Land of the Free by Jan Needle

One of the beauties of the BBC is that if you pay your licence fee (or even if you don't, come to think of it) you can watch the most amazing things for free.

I received a heads up through my inbox this morning from a friend of mine called Kath Shackleton, who is the maker of an amazing new series of programmes for educational TV called Children of the Holocaust.

Martin Kapel. Male. Leipzig....
With the utmost clarity, and in language that anyone can understand, it recounts the personal stories of refugees from the Nazis, who found their way to England as children at the time of World War II.

Each narration, in the voice of the actual survivor, is illustrated by rather wonderful but extremely simple animations. I'm hardly a child myself, but I found them moving and enthralling.

And all you need to do, of course, is go onto the BBC website, press the right buttons, and you can watch them. You can also download them and keep them. At no extra charge.

Given the state of the world today, including the demonic complexities of Israel and the Gaza Strip, the timing is quite chilling, and it's compulsive viewing. Here's the link:

There's another BBC series on at the moment, I also learned through my inbox, which I wrote myself.
You can watch that for free as well, which is slightly less satisfactory (for me and the taxman!) than watching the  work of Kath's company, Fettle Animations.

It's my 1980's series about long-distance lorry drivers called Truckers, and some bright spark has put all eight episodes up on YouTube.
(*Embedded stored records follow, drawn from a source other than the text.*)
use anyhow::{bail, Context, Result};
use clap::Parser;
use dbmods::config::{read_config, DbModsConfig};
use dbmods::execution::{
    ExecutionEngine, SimpleExecutionEngine, SqliteConnection, TransactionalExecutionEngine,
};
use dbmods::migration::{LoggingListener, MigrationEngine, MigrationEvent};
use dbmods::mods::ModCatalog;
use dbmods::utils::{default_external_sql_dir, CONFIG_FILE};
use dbmods::ContentGenerator;
use std::path::PathBuf;
use std::sync::mpsc;
use tracing::info;
use tracing_subscriber::{EnvFilter, FmtSubscriber};

/// dbmods - Versioned schema mods and declarative table content for SQLite databases
#[derive(Parser, Debug)]
#[command(author, version, about, long_about = None)]
struct Args {
    /// Configuration file. Used only when it exists.
    #[arg(short, long, env = "DBMODS_CONFIG", default_value = CONFIG_FILE)]
    config: PathBuf,

    /// SQLite database file
    #[arg(short, long, env = "DBMODS_DATABASE")]
    database: Option<PathBuf>,

    /// Mod catalog (XML)
    #[arg(short, long, env = "DBMODS_MODS")]
    mods: Option<PathBuf>,

    /// Version to update to. Defaults to the latest version in the catalog.
    #[arg(short, long)]
    target_version: Option<String>,

    /// Treat the database as being at this version instead of reading the
    /// version table
    #[arg(long)]
    current_version: Option<String>,

    /// Schema partition to start in
    #[arg(short, long, env = "DBMODS_SCHEMA")]
    schema: Option<u32>,

    /// Share one transaction across all mods
    #[arg(long)]
    merge_transactions: bool,

    /// Print the mod catalog and exit
    #[arg(short, long)]
    list_mods: bool,

    /// Directory of content documents
    #[arg(long, env = "DBMODS_CONTENT_DIR")]
    content_dir: Option<PathBuf>,

    /// Skip the content update
    #[arg(long)]
    no_content: bool,

    /// Value for a %KEY% placeholder in SQL steps (repeatable)
    #[arg(short = 'D', value_name = "KEY=VALUE", value_parser = parse_parameter)]
    parameters: Vec<(String, String)>,

    /// Log every step. `RUST_LOG` takes precedence when set.
    #[arg(short, long)]
    verbose: bool,
}

fn parse_parameter(s: &str) -> Result<(String, String), String> {
    match s.split_once('=') {
        Some((key, value)) if !key.is_empty() => Ok((key.to_string(), value.to_string())),
        _ => Err(format!("expected KEY=VALUE, got '{}'", s)),
    }
}

/// Config file values, overridden by command line flags.
fn resolve_config(args: &Args) -> Result<DbModsConfig> {
    let mut config = read_config(&args.config)
        .with_context(|| format!("Failed to read config {}", args.config.display()))?
        .unwrap_or_default();

    if let Some(database) = &args.database {
        config.database = Some(database.clone());
    }
    if let Some(mods) = &args.mods {
        config.mods_file = Some(mods.clone());
    }
    if let Some(schema) = args.schema {
        config.schema = schema;
    }
    if args.merge_transactions {
        config.merge_transactions = true;
    }
    if let Some(dir) = &args.content_dir {
        config.content_dir = Some(dir.clone());
    }
    config.parameters.extend(args.parameters.iter().cloned());
    Ok(config)
}

fn main() -> Result<()> {
    let args = Args::parse();

    let default_level = if args.verbose { "debug" } else { "info" };
    let filter =
        EnvFilter::try_from_default_env().unwrap_or_else(|_| EnvFilter::new(default_level));
    let subscriber = FmtSubscriber::builder().with_env_filter(filter).finish();
    tracing::subscriber::set_global_default(subscriber)
        .context("Failed to set tracing subscriber")?;

    let config = resolve_config(&args)?;

    let mods_file = config
        .mods_file
        .clone()
        .context("No mod catalog given (use --mods or modsFile in the config)")?;
    let catalog = ModCatalog::load(&mods_file)
        .with_context(|| format!("Failed to load mods from {}", mods_file.display()))?;
    info!(mods = catalog.len(), file = %mods_file.display(), "Loaded mod catalog");

    let external_sql_dir = config
        .external_sql_dir
        .clone()
        .unwrap_or_else(|| default_external_sql_dir(&mods_file));
    let mut migration = MigrationEngine::new(catalog)
        .with_schema(config.schema)
        .with_parameters(config.parameters.clone())
        .with_external_sql_dir(external_sql_dir);

    if args.list_mods {
        println!("{}", migration.list_mods());
        return Ok(());
    }

    let database = config
        .database
        .clone()
        .context("No database given (use --database or database in the config)")?;
    let connection = SqliteConnection::open(&database)
        .with_context(|| format!("Failed to open database {}", database.display()))?;
    let simple = SimpleExecutionEngine::new(Box::new(connection))
        .with_version_table(config.version_table.clone());
    let mut engine = TransactionalExecutionEngine::from_simple(simple, config.merge_transactions);

    let current = match &args.current_version {
        Some(version) => version.clone(),
        None => engine.db_version(),
    };

    let (tx, rx) = mpsc::channel();
    migration.add_listener(Box::new(LoggingListener));
    migration.add_listener(Box::new(tx));

    let num_mods = migration.get_num_mods(&current, args.target_version.as_deref())?;
    info!(current = %current, mods = num_mods, "Resolved update path");

    let reached = migration.update_db(&mut engine, &current, args.target_version.as_deref())?;
    let failed = rx
        .try_iter()
        .any(|event| matches!(event, MigrationEvent::FinishedApplyMod { success: false, .. }));
    if failed {
        engine
            .commit_existing_transaction()
            .context("Failed to commit applied mods")?;
        bail!("Database update stopped at version {}", reached);
    }

    if !args.no_content {
        if let Some(dir) = &config.content_dir {
            ContentGenerator::new(dir)
                .update_content(&mut engine)
                .context("Failed to update content")?;
        }
    }

    engine
        .commit_existing_transaction()
        .context("Failed to commit")?;

    if reached == current {
        println!("No new mods to apply, database is at version {}", current);
    } else {
        println!("Updated database from version {} to {}", current, reached);
    }
    Ok(())
}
I am still quite often asked, all these years later, when the Beeb is planning to repeat it, and I can only ever respond 'I wish.'

I am also frequently urged to shout from the rooftops that mine is nothing to do with the recent series which nicked the name, and which my lorry driving friends don't rate much at all for authenticity.

The BBC did actually pay me for a second series of the original, but cancelled it just before it went into production, on the grounds of cost. I'm not a believer in conspiracies, but I suspect that was not the full story. A couple of high-ups in the the BBC indicated later that it was felt to be 'too demotic.' Lorry drivers, they learned to their apparent distaste in the first series, were working class individuals, many of whom were not exactly conformists in normal societal terms.

They swore. They smoked. They drank. They did not respect the law. They were authentic!

Worst of all apparently, some of them were even sexist, and did not always treat their women right. A more sensible writer would probably have glossed over that. Friends, I ain't that writer.

Never mind, you can now watch it for nowt. Quite lucky for me, really, because I never actually got to see one of the episodes. 

Slightly weirder though, is another thing that pops into my inbox every few days. Apparently anybody in the world can now download my novel My Mate Shofiq for free. Good in one way, because a few more people might get to read it. Like Kath's series, it just gets more topical.

It's also up for sale on Amazon at a ridiculous £2.90. So how come you can download it free? Search me, brother.

However, Shakespeare doesn't get paid any more either. So what the hell…

See - you CAN pay for it...


Dennis Hamley said…
Great post, Jan. Here's a possible exam question. 'Compare and contrast the Kindertransport with present-day treatment of asylum seekers. What does it tell us about human progress?'
Jan Needle said…
possibly, i fear Dennis, that behind every faceless bureaucracy hides a heartless politician. tear away the mask.
Dennis Hamley said…
You took the words right out of my mouth, Jan.
glitter noir said…
Well done, Jan. Keep on truckin'!
Lydia Bennet said…
Good for you Jan! thanks for the freebies info, such very different freebies too!